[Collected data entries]
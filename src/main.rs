use std::net::SocketAddr;
use std::sync::Arc;

use clap::Parser;
use tracing_subscriber::{layer::SubscriberExt, util::SubscriberInitExt};

use devgate::capability::{self, Action};
use devgate::notification::webhook::WebhookNotifier;
use devgate::store::postgres::PgStore;
use devgate::{api, cli, config, issuer, AppState};

#[tokio::main]
async fn main() -> anyhow::Result<()> {
    tracing_subscriber::registry()
        .with(tracing_subscriber::EnvFilter::new(
            std::env::var("RUST_LOG").unwrap_or_else(|_| "devgate=debug,tower_http=debug".into()),
        ))
        .with(tracing_subscriber::fmt::layer())
        .init();

    let cfg = config::load()?;
    let args = cli::Cli::parse();

    let result = match args.command {
        Some(cli::Commands::Serve { port }) => run_server(cfg, port).await,
        Some(cli::Commands::Token { command }) => handle_token_command(&cfg, command),
        None => {
            let port = cfg.port;
            run_server(cfg, port).await
        }
    };

    if let Err(ref e) = result {
        eprintln!("Error: {:?}", e);
    }
    result
}

async fn run_server(cfg: config::Config, port: u16) -> anyhow::Result<()> {
    tracing::info!("Connecting to database...");
    let store = PgStore::connect(&cfg.database_url).await?;

    tracing::info!("Running migrations...");
    store.migrate().await?;

    let state = Arc::new(AppState {
        store: Arc::new(store),
        notifier: WebhookNotifier::new(),
        config: cfg,
    });

    let app = api::app(state)
        .layer(tower_http::trace::TraceLayer::new_for_http())
        .layer(axum::middleware::from_fn(request_id_middleware))
        .layer(axum::middleware::from_fn(security_headers_middleware));

    let addr = SocketAddr::from(([0, 0, 0, 0], port));
    let listener = tokio::net::TcpListener::bind(addr).await?;
    tracing::info!("devgate listening on {}", addr);
    axum::serve(listener, app).await?;

    Ok(())
}

/// Middleware: injects a unique x-request-id into every response.
/// This allows operators to correlate errors with gateway logs.
async fn request_id_middleware(
    req: axum::extract::Request,
    next: axum::middleware::Next,
) -> axum::response::Response {
    let req_id = uuid::Uuid::new_v4().to_string();
    let mut resp = next.run(req).await;
    if let Ok(val) = axum::http::HeaderValue::from_str(&req_id) {
        resp.headers_mut().insert("x-request-id", val);
    }
    resp
}

/// Middleware: injects security headers into every response.
/// Capability tokens travel in URLs, so referrer and cache leakage matter
/// more here than usual.
async fn security_headers_middleware(
    req: axum::extract::Request,
    next: axum::middleware::Next,
) -> axum::response::Response {
    let mut resp = next.run(req).await;
    let headers = resp.headers_mut();

    // Prevent MIME-type sniffing
    headers.insert("X-Content-Type-Options", "nosniff".parse().unwrap());

    // Prevent clickjacking by disallowing iframe embedding
    headers.insert("X-Frame-Options", "DENY".parse().unwrap());

    // Never cache responses to token-bearing URLs
    headers.insert("Cache-Control", "no-store".parse().unwrap());

    // Strip Referrer so tokens in URLs don't leak to linked resources
    headers.insert("Referrer-Policy", "no-referrer".parse().unwrap());

    // Remove server identity header
    headers.remove("Server");

    resp
}

fn handle_token_command(cfg: &config::Config, cmd: cli::TokenCommands) -> anyhow::Result<()> {
    let secret = cfg
        .signing_secret()
        .ok_or_else(|| anyhow::anyhow!("DEVGATE_TOKEN_SECRET is not set"))?;

    match cmd {
        cli::TokenCommands::Mint {
            device_id,
            action,
            ttl,
        } => {
            let ttl = ttl.unwrap_or(cfg.token_ttl_secs);
            let now = chrono::Utc::now();
            let actions: Vec<Action> = match action {
                Some(a) => vec![a.parse::<Action>()?],
                None => Action::ALL.to_vec(),
            };
            for action in actions {
                let token = capability::mint(secret, &device_id, action, now, ttl)?;
                println!(
                    "{}:\n  {}",
                    action,
                    issuer::action_link(&cfg.public_url, &device_id, action, &token)
                );
            }
            println!("Tokens expire in {} seconds.", ttl);
        }
        cli::TokenCommands::Inspect {
            device_id,
            action,
            token,
        } => {
            let action = action.parse::<Action>()?;
            match capability::verify(secret, &token, &device_id, action, chrono::Utc::now()) {
                Ok(claims) => println!(
                    "Token valid:\n  deviceId: {}\n  action:   {}\n  expires:  {}",
                    claims.device_id, claims.action, claims.exp
                ),
                Err(reason) => println!("Token rejected: {:?}", reason),
            }
        }
    }
    Ok(())
}
pub mod postgres;

use async_trait::async_trait;

use crate::models::device::DeviceStatus;

/// The device-store seam.
///
/// Both operations are idempotent and tolerant of a missing key: updating or
/// deleting a record that does not exist is a silent no-op, never an error.
/// Single-record atomicity is all the gateway needs — every action touches
/// exactly one device.
#[async_trait]
pub trait DeviceStore: Send + Sync {
    async fn update_status(&self, device_id: &str, status: DeviceStatus) -> anyhow::Result<()>;
    async fn delete(&self, device_id: &str) -> anyhow::Result<()>;
}
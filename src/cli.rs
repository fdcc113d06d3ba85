use clap::{Parser, Subcommand};

/// devgate — capability-token gateway for out-of-band device approval
#[derive(Parser)]
#[command(name = "devgate", version, about)]
pub struct Cli {
    #[command(subcommand)]
    pub command: Option<Commands>,
}

#[derive(Subcommand)]
pub enum Commands {
    /// Start the gateway server
    Serve {
        /// Port to bind
        #[arg(short, long, default_value = "8080")]
        port: u16,
    },

    /// Work with capability tokens
    Token {
        #[command(subcommand)]
        command: TokenCommands,
    },
}

#[derive(Subcommand)]
pub enum TokenCommands {
    /// Mint an action token for a device (all three actions when --action is
    /// omitted), printing the resulting links
    Mint {
        #[arg(long)]
        device_id: String,
        /// approve | block | remove
        #[arg(long)]
        action: Option<String>,
        /// Lifetime in seconds (default: configured TTL)
        #[arg(long)]
        ttl: Option<i64>,
    },

    /// Verify a token against a device and action, printing its claims
    Inspect {
        #[arg(long)]
        device_id: String,
        #[arg(long)]
        action: String,
        #[arg(long)]
        token: String,
    },
}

§ Exercise requirements
Reproduce verbatim the stretch of lines beginning with the one containing "the gateway server" and ending at the close of the entries above.

§ Solution to this task
    /// Start the gateway server
    Serve {
        /// Port to bind
        #[arg(short, long, default_value = "8080")]
        port: u16,
    },

    /// Work with capability tokens
    Token {
        #[command(subcommand)]
        command: TokenCommands,
    },
}

#[derive(Subcommand)]
pub enum TokenCommands {
    /// Mint an action token for a device (all three actions when --action is
    /// omitted), printing the resulting links
    Mint {
        #[arg(long)]
        device_id: String,
        /// approve | block | remove
        #[arg(long)]
        action: Option<String>,
        /// Lifetime in seconds (default: configured TTL)
        #[arg(long)]
        ttl: Option<i64>,
    },

    /// Verify a token against a device and action, printing its claims
    Inspect {
        #[arg(long)]
        device_id: String,
        #[arg(long)]
        action: String,
        #[arg(long)]
        token: String,
    },
}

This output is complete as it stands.